Camina scoffed, rotating slowly in the lift chamber as the lift banked at a junction and changed direction. It was still strange to her that they could joke about it. "You not exactly young yourself, pampa. Go out pirata-hunting like some young bravo, stroke out and where I am then?"

"Annoyed less, probably," Ashford said. "We there yet?"

"Almost." The lift was slowing, dropping into a cradle inside the drum, and the gravity of the drum caught it, and them. She gave herself a push into what had become _down_ , dropped to the deck, but it was a harder landing than she'd meant. Ashford caught her arm, steadied her automatically.

The lift doors opened on a stretch of drum space that had formerly been blank and empty corridors. Now it was under active construction. Sparks showered down from welding. There were signs dangling, halfway through being put up, and pallets of supplies blocking the way.

Like all good stations, Medina Station needed a shopping concourse.

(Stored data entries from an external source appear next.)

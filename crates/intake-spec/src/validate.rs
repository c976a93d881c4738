use std::collections::BTreeSet;

use crate::definition::text::normalize_tag;
use crate::definition::{Gender, LocalizedText, Question, QuestionKind, Questionnaire};
use crate::error::DefinitionIssue;

/// Checks authoring invariants. An empty result means the definition is usable.
pub fn validate(definition: &Questionnaire) -> Vec<DefinitionIssue> {
    let mut issues = Vec::new();
    let languages = check_languages(definition, &mut issues);

    if definition.parts.is_empty() {
        issues.push(DefinitionIssue::NoParts);
    }

    let mut part_ids = BTreeSet::new();
    let mut question_ids = BTreeSet::new();

    for part in &definition.parts {
        let part_field = format!("part '{}'", part.id);
        check_id(&part.id, "part id", &mut issues);
        if !part_ids.insert(part.id.as_str()) {
            issues.push(DefinitionIssue::DuplicatePartId(part.id.clone()));
        }
        check_text(&part.title, &format!("{part_field} title"), &languages, &mut issues);

        let mut section_ids = BTreeSet::new();
        for section in &part.sections {
            let section_field = format!("section '{}/{}'", part.id, section.id);
            check_id(&section.id, "section id", &mut issues);
            if !section_ids.insert(section.id.as_str()) {
                issues.push(DefinitionIssue::DuplicateSectionId {
                    part: part.id.clone(),
                    section: section.id.clone(),
                });
            }
            check_text(
                &section.title,
                &format!("{section_field} title"),
                &languages,
                &mut issues,
            );

            for question in &section.questions {
                check_id(&question.id, "question id", &mut issues);
                if !question_ids.insert(question.id.as_str()) {
                    issues.push(DefinitionIssue::DuplicateQuestionId(question.id.clone()));
                }
                check_question(question, &languages, &mut issues);
            }
        }
    }

    // Only meaningful once the structure itself is sound.
    if issues.is_empty() {
        for gender in Gender::ALL {
            if count_for(definition, gender) == 0 {
                issues.push(DefinitionIssue::EmptyForGender(gender));
            }
        }
    }

    issues
}

fn check_languages(definition: &Questionnaire, issues: &mut Vec<DefinitionIssue>) -> Vec<String> {
    if definition.languages.is_empty() {
        issues.push(DefinitionIssue::NoLanguages);
    }

    let mut seen = BTreeSet::new();
    let mut languages = Vec::new();
    for raw in &definition.languages {
        match normalize_tag(raw) {
            Some(tag) => {
                if seen.insert(tag.clone()) {
                    languages.push(tag);
                } else {
                    issues.push(DefinitionIssue::DuplicateLanguage(raw.clone()));
                }
            }
            None => issues.push(DefinitionIssue::InvalidLanguage(raw.clone())),
        }
    }

    let default_declared = normalize_tag(&definition.default_language)
        .is_some_and(|tag| languages.contains(&tag));
    if !default_declared {
        issues.push(DefinitionIssue::DefaultLanguageNotDeclared(
            definition.default_language.clone(),
        ));
    }

    languages
}

fn check_question(question: &Question, languages: &[String], issues: &mut Vec<DefinitionIssue>) {
    let field = format!("question '{}'", question.id);
    check_text(&question.text, &format!("{field} text"), languages, issues);

    match question.kind {
        QuestionKind::SingleChoice => {
            if question.options.is_empty() {
                issues.push(DefinitionIssue::EmptyOptions(question.id.clone()));
            }
            for (idx, option) in question.options.iter().enumerate() {
                check_text(option, &format!("{field} option {}", idx + 1), languages, issues);
            }
        }
        QuestionKind::FreeText => {
            if !question.options.is_empty() {
                issues.push(DefinitionIssue::UnexpectedOptions(question.id.clone()));
            }
            if question.allow_multiple {
                issues.push(DefinitionIssue::MultipleOnFreeText(question.id.clone()));
            }
        }
    }

    if let Some(follow_up) = &question.follow_up {
        check_text(follow_up, &format!("{field} follow-up"), languages, issues);
    }
}

fn check_id(id: &str, field: &str, issues: &mut Vec<DefinitionIssue>) {
    if id.trim().is_empty() {
        issues.push(DefinitionIssue::EmptyId {
            field: field.to_string(),
        });
    }
}

fn check_text(
    text: &LocalizedText,
    field: &str,
    languages: &[String],
    issues: &mut Vec<DefinitionIssue>,
) {
    for language in languages {
        if !text.has_language(language) {
            issues.push(DefinitionIssue::MissingTranslation {
                field: field.to_string(),
                language: language.clone(),
            });
        }
    }
}

fn count_for(definition: &Questionnaire, gender: Gender) -> usize {
    definition
        .parts
        .iter()
        .flat_map(|part| &part.sections)
        .flat_map(|section| &section.questions)
        .filter(|question| question.gender_scope.includes(gender))
        .count()
}
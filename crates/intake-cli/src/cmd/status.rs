use std::sync::Arc;

use anyhow::Result;
use clap::Args;
use intake_spec::{
    EffectiveSequence, Gender, OverallProgress, ParticipantId, Position, ProgressSession,
    SectionProgress, SessionKey, overall_progress, per_section_progress,
};
use intake_store::ProgressStore;
use serde::Serialize;
use time::OffsetDateTime;
use time::format_description::well_known::Rfc3339;

use crate::cmd::i18n::{tr, trf};
use crate::config::Settings;

#[derive(Args, Debug, Clone)]
pub struct StatusArgs {
    /// Participant identifier
    #[arg(long, value_name = "ID")]
    pub participant: String,

    /// Participant gender (male or female)
    #[arg(long, value_name = "GENDER")]
    pub gender: Gender,

    /// Emit the report as JSON
    #[arg(long)]
    pub json: bool,
}

#[derive(Debug, Serialize)]
struct StatusReport {
    participant: String,
    gender: Gender,
    language: String,
    is_complete: bool,
    current_position: Position,
    #[serde(skip_serializing_if = "Option::is_none")]
    current_question: Option<String>,
    started_at: String,
    last_updated_at: String,
    #[serde(skip_serializing_if = "Option::is_none")]
    completed_at: Option<String>,
    overall: OverallProgress,
    sections: Vec<SectionProgress>,
}

fn timestamp(at: OffsetDateTime) -> Result<String> {
    Ok(at.format(&Rfc3339)?)
}

fn report(session: &ProgressSession, sequence: &EffectiveSequence) -> Result<StatusReport> {
    Ok(StatusReport {
        participant: session.participant_id.to_string(),
        gender: session.gender,
        language: session.language.to_string(),
        is_complete: session.is_complete,
        current_position: session.current_position,
        current_question: sequence
            .position_to_question(session.current_position)
            .map(|question| question.number.clone()),
        started_at: timestamp(session.started_at)?,
        last_updated_at: timestamp(session.last_updated_at)?,
        completed_at: session.completed_at.map(timestamp).transpose()?,
        overall: overall_progress(sequence, &session.answers),
        sections: per_section_progress(sequence, &session.answers),
    })
}

pub async fn run(args: StatusArgs, settings: &Settings) -> Result<()> {
    let key = SessionKey::new(ParticipantId::new(args.participant), args.gender);
    let store = settings.store();
    let Some(session) = store.get_session(&key).await? else {
        if args.json {
            println!("null");
        } else {
            println!("{}", trf("status.none", &[("key", key.to_string())]));
        }
        return Ok(());
    };

    let definition = settings.load_definition()?;
    let sequence = EffectiveSequence::build(Arc::clone(&definition), &session.language, key.gender)?;
    let report = report(&session, &sequence)?;

    if args.json {
        println!("{}", serde_json::to_string_pretty(&report)?);
        return Ok(());
    }

    let state = if report.is_complete {
        tr("status.complete")
    } else {
        tr("status.in_progress")
    };
    println!(
        "{}",
        trf(
            "status.summary",
            &[
                ("key", key.to_string()),
                ("language", report.language.clone()),
                ("state", state),
            ]
        )
    );
    println!(
        "{}",
        trf(
            "status.overall",
            &[
                ("answered", report.overall.answered.to_string()),
                ("total", report.overall.total.to_string()),
                ("percent", report.overall.percent.to_string()),
            ]
        )
    );
    if let Some(number) = &report.current_question
        && !report.is_complete
    {
        println!("{}", trf("status.current", &[("number", number.clone())]));
    }
    for section in &report.sections {
        let marker = if section.is_complete { "x" } else { " " };
        println!(
            "  [{marker}] {} {}/{}",
            section.title, section.answered, section.total
        );
    }
    Ok(())
}
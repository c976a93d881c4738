use std::env;
use std::io::ErrorKind;
use std::path::{Path, PathBuf};
use std::sync::Arc;

use anyhow::{Context, Result, anyhow};
use directories::ProjectDirs;
use intake_spec::Questionnaire;
use intake_store::FsStore;
use serde::Deserialize;

pub const CONFIG_ENV: &str = "INTAKE_CONFIG";
const CONFIG_FILE: &str = "intake.toml";
const SAMPLE_DEFINITION: &str = include_str!("../assets/questionnaire.json");

/// Contents of `intake.toml`. Relative paths resolve against the file's directory.
#[derive(Debug, Default, Clone, PartialEq, Eq, Deserialize)]
#[serde(default, deny_unknown_fields)]
pub struct IntakeConfig {
    pub definition: Option<PathBuf>,
    pub data_dir: Option<PathBuf>,
    pub locale: Option<String>,
}

fn project_dirs() -> Option<ProjectDirs> {
    ProjectDirs::from("org", "intake", "intake")
}

impl IntakeConfig {
    /// Reads the explicit path, then `INTAKE_CONFIG`, then the per-user config
    /// file. Only the per-user file may be absent.
    pub fn load(explicit: Option<&Path>) -> Result<Self> {
        let requested = explicit
            .map(Path::to_path_buf)
            .or_else(|| env::var_os(CONFIG_ENV).map(PathBuf::from));
        let (path, required) = match requested {
            Some(path) => (path, true),
            None => match project_dirs() {
                Some(dirs) => (dirs.config_dir().join(CONFIG_FILE), false),
                None => return Ok(Self::default()),
            },
        };

        let raw = match std::fs::read_to_string(&path) {
            Ok(raw) => raw,
            Err(err) if err.kind() == ErrorKind::NotFound && !required => {
                tracing::debug!(path = %path.display(), "no config file; using defaults");
                return Ok(Self::default());
            }
            Err(err) => {
                return Err(err).with_context(|| format!("reading config {}", path.display()));
            }
        };
        let config: Self =
            toml::from_str(&raw).with_context(|| format!("parsing config {}", path.display()))?;
        tracing::debug!(path = %path.display(), "config loaded");
        Ok(config.relative_to(path.parent()))
    }

    fn relative_to(mut self, base: Option<&Path>) -> Self {
        if let Some(base) = base {
            let anchor = |path: PathBuf| {
                if path.is_relative() {
                    base.join(path)
                } else {
                    path
                }
            };
            self.definition = self.definition.map(anchor);
            self.data_dir = self.data_dir.map(anchor);
        }
        self
    }
}

/// Effective settings after command-line overrides.
#[derive(Debug, Clone)]
pub struct Settings {
    pub definition: Option<PathBuf>,
    pub data_dir: PathBuf,
}

impl Settings {
    pub fn resolve(
        config: IntakeConfig,
        definition: Option<PathBuf>,
        data_dir: Option<PathBuf>,
    ) -> Result<Self> {
        let data_dir = match data_dir.or(config.data_dir) {
            Some(dir) => dir,
            None => project_dirs()
                .map(|dirs| dirs.data_dir().join("sessions"))
                .ok_or_else(|| anyhow!("no home directory found; pass --data-dir"))?,
        };
        Ok(Self {
            definition: definition.or(config.definition),
            data_dir,
        })
    }

    pub fn load_definition(&self) -> Result<Arc<Questionnaire>> {
        let definition = match &self.definition {
            Some(path) => {
                let raw = std::fs::read_to_string(path)
                    .with_context(|| format!("reading definition {}", path.display()))?;
                Questionnaire::from_json(&raw)
                    .with_context(|| format!("loading definition {}", path.display()))?
            }
            None => Questionnaire::from_json(SAMPLE_DEFINITION)
                .context("loading the bundled sample definition")?,
        };
        Ok(Arc::new(definition))
    }

    pub fn store(&self) -> FsStore {
        FsStore::new(&self.data_dir)
    }
}
#![allow(dead_code)]

use std::sync::atomic::{AtomicBool, Ordering};
use std::sync::{Arc, Mutex};
use std::time::Duration;

use async_trait::async_trait;
use intake_session::{Clock, IntakeController, Participant};
use intake_spec::{
    Answer, Gender, Language, Position, ProgressSession, Questionnaire, SessionKey,
};
use intake_store::{MemoryStore, ProgressStore, StoreError};
use serde_json::{Value, json};
use time::OffsetDateTime;
use time::macros::datetime;

fn text(en: &str, pt: &str) -> Value {
    json!({ "en": en, "pt": pt })
}

/// Female: a1 (3 questions) then b1 (2). Male: a1 (2), a2 (1), b1 (2).
pub fn definition_value() -> Value {
    json!({
        "id": "clinic-intake",
        "version": "2",
        "languages": ["en", "pt"],
        "default_language": "en",
        "parts": [
            {
                "id": "a",
                "title": text("General", "Geral"),
                "sections": [
                    {
                        "id": "a1",
                        "title": text("History", "Histórico"),
                        "questions": [
                            { "id": "a1q1", "number": "1", "text": text("Age?", "Idade?"), "type": "free_text" },
                            { "id": "a1q2", "number": "2", "text": text("Cycle length?", "Duração do ciclo?"), "type": "free_text", "gender": "female" },
                            { "id": "a1q3", "number": "3", "text": text("Smoker?", "Fumante?"), "type": "single_choice",
                              "options": [text("Yes", "Sim"), text("No", "Não")],
                              "follow_up": text("How many per day?", "Quantos por dia?") }
                        ]
                    },
                    {
                        "id": "a2",
                        "title": text("Andrology", "Andrologia"),
                        "questions": [
                            { "id": "a2q1", "number": "4", "text": text("Prior semen analysis?", "Espermograma prévio?"), "type": "free_text", "gender": "male" }
                        ]
                    }
                ]
            },
            {
                "id": "b",
                "title": text("Lifestyle", "Estilo de vida"),
                "sections": [
                    {
                        "id": "b1",
                        "title": text("Habits", "Hábitos"),
                        "questions": [
                            { "id": "b1q1", "number": "5", "text": text("Exercise?", "Exercício?"), "type": "single_choice",
                              "allow_multiple": true,
                              "options": [text("Walking", "Caminhada"), text("Running", "Corrida")] },
                            { "id": "b1q2", "number": "6", "text": text("Diet notes", "Notas de dieta"), "type": "free_text" }
                        ]
                    }
                ]
            }
        ]
    })
}

pub fn definition() -> Arc<Questionnaire> {
    Arc::new(Questionnaire::from_value(definition_value()).expect("fixture definition is valid"))
}

pub fn en() -> Language {
    Language::parse("en").expect("en")
}

pub fn pt() -> Language {
    Language::parse("pt").expect("pt")
}

pub fn participant(gender: Gender) -> Participant {
    Participant::new("couple-17", gender)
}

pub fn key(gender: Gender) -> SessionKey {
    participant(gender).key()
}

/// Advances one minute on every reading so timestamps are distinct and predictable.
pub struct TickingClock(Mutex<OffsetDateTime>);

impl TickingClock {
    pub fn new() -> Arc<Self> {
        Arc::new(Self(Mutex::new(datetime!(2026-04-01 09:00 UTC))))
    }
}

impl Clock for TickingClock {
    fn now(&self) -> OffsetDateTime {
        let mut current = self.0.lock().expect("clock lock");
        *current += time::Duration::minutes(1);
        *current
    }
}

/// Memory store whose writes can be made to fail or to stall.
#[derive(Default)]
pub struct FlakyStore {
    pub inner: MemoryStore,
    failing: AtomicBool,
    delay: Option<Duration>,
}

impl FlakyStore {
    pub fn new() -> Arc<Self> {
        Arc::new(Self::default())
    }

    pub fn seeded(sessions: impl IntoIterator<Item = ProgressSession>) -> Arc<Self> {
        Arc::new(Self {
            inner: MemoryStore::with_sessions(sessions),
            ..Self::default()
        })
    }

    pub fn slow(delay: Duration) -> Arc<Self> {
        Arc::new(Self {
            delay: Some(delay),
            ..Self::default()
        })
    }

    pub fn set_failing(&self, failing: bool) {
        self.failing.store(failing, Ordering::SeqCst);
    }

    async fn gate(&self) -> Result<(), StoreError> {
        if let Some(delay) = self.delay {
            tokio::time::sleep(delay).await;
        }
        if self.failing.load(Ordering::SeqCst) {
            return Err(StoreError::Backend("connection reset".into()));
        }
        Ok(())
    }
}

#[async_trait]
impl ProgressStore for FlakyStore {
    async fn get_session(&self, key: &SessionKey) -> Result<Option<ProgressSession>, StoreError> {
        self.inner.get_session(key).await
    }

    async fn create_session(&self, session: &ProgressSession) -> Result<(), StoreError> {
        self.gate().await?;
        self.inner.create_session(session).await
    }

    async fn save_answer(&self, key: &SessionKey, answer: &Answer) -> Result<(), StoreError> {
        self.gate().await?;
        self.inner.save_answer(key, answer).await
    }

    async fn update_position(
        &self,
        key: &SessionKey,
        position: Position,
        at: OffsetDateTime,
    ) -> Result<(), StoreError> {
        self.gate().await?;
        self.inner.update_position(key, position, at).await
    }

    async fn mark_complete(&self, key: &SessionKey, at: OffsetDateTime) -> Result<(), StoreError> {
        self.gate().await?;
        self.inner.mark_complete(key, at).await
    }

    async fn reset_session(&self, key: &SessionKey) -> Result<(), StoreError> {
        self.gate().await?;
        self.inner.reset_session(key).await
    }
}

pub async fn open(store: &Arc<FlakyStore>, gender: Gender) -> IntakeController {
    let store: Arc<dyn ProgressStore> = store.clone();
    IntakeController::open_with_clock(definition(), store, participant(gender), TickingClock::new())
        .await
        .expect("controller opens")
}

pub async fn stored(store: &FlakyStore, gender: Gender) -> ProgressSession {
    store
        .inner
        .get_session(&key(gender))
        .await
        .expect("store readable")
        .expect("session stored")
}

 _That_ wasn't what she needed to show off. It had been a work in progress for weeks, and a few things had been open for a while now, particularly a trading exchange for goods. But there was something beyond that now, and Camina led him to it with a warm showing-off kind of glow.

The sign was a cheap holo, a flickering HYPERION above the bar. Jammed with patrons, of course. The first proper drinking establishment on Medina Station was naturally going to be. And, with one bar open, of course there was a flurry of copycats now, popping up all along the concourse with their half-finished facades and bars under construction. But only one was open for business yet.

"See, see?" Camina spread her hands, gesturing. "We proper station now. Got all the amenities."

"Or at least the important ones." Ashford looked up at the sign. "Your suggestion, ya?"

"Ha. Of course not. Oh, maybe put a bug in someone's ear. No big deal." She elbowed her way into the crowd, teeth gritted against the pain, and couldn't help but take a little satisfaction as they fell back and edged aside with a murmured "Bossmang" or two. "Buy you drink."

"In gravity, first night in? Camina," he said, giving her one of those looks that he might or might not deploy intentionally these days to wind her up. "Have to drag me back to quarters."

"What?" she said, and tapped the bar, caught the bartender's eye and got a nod. The bar top was already properly sticky, on its way to becoming a good old-fashioned Belter dive in just a few days. "Lost your station legs, pampa?"

"You are bad influence." He found a bar stool. They were a mismatched assortment, a mix of gleaming chrome fixtures from elsewhere on the station, and seats from junked ships, all mingled together. "And you going to have to grow a new liver, keep drinking on top of narcotic painkillers. Just saying."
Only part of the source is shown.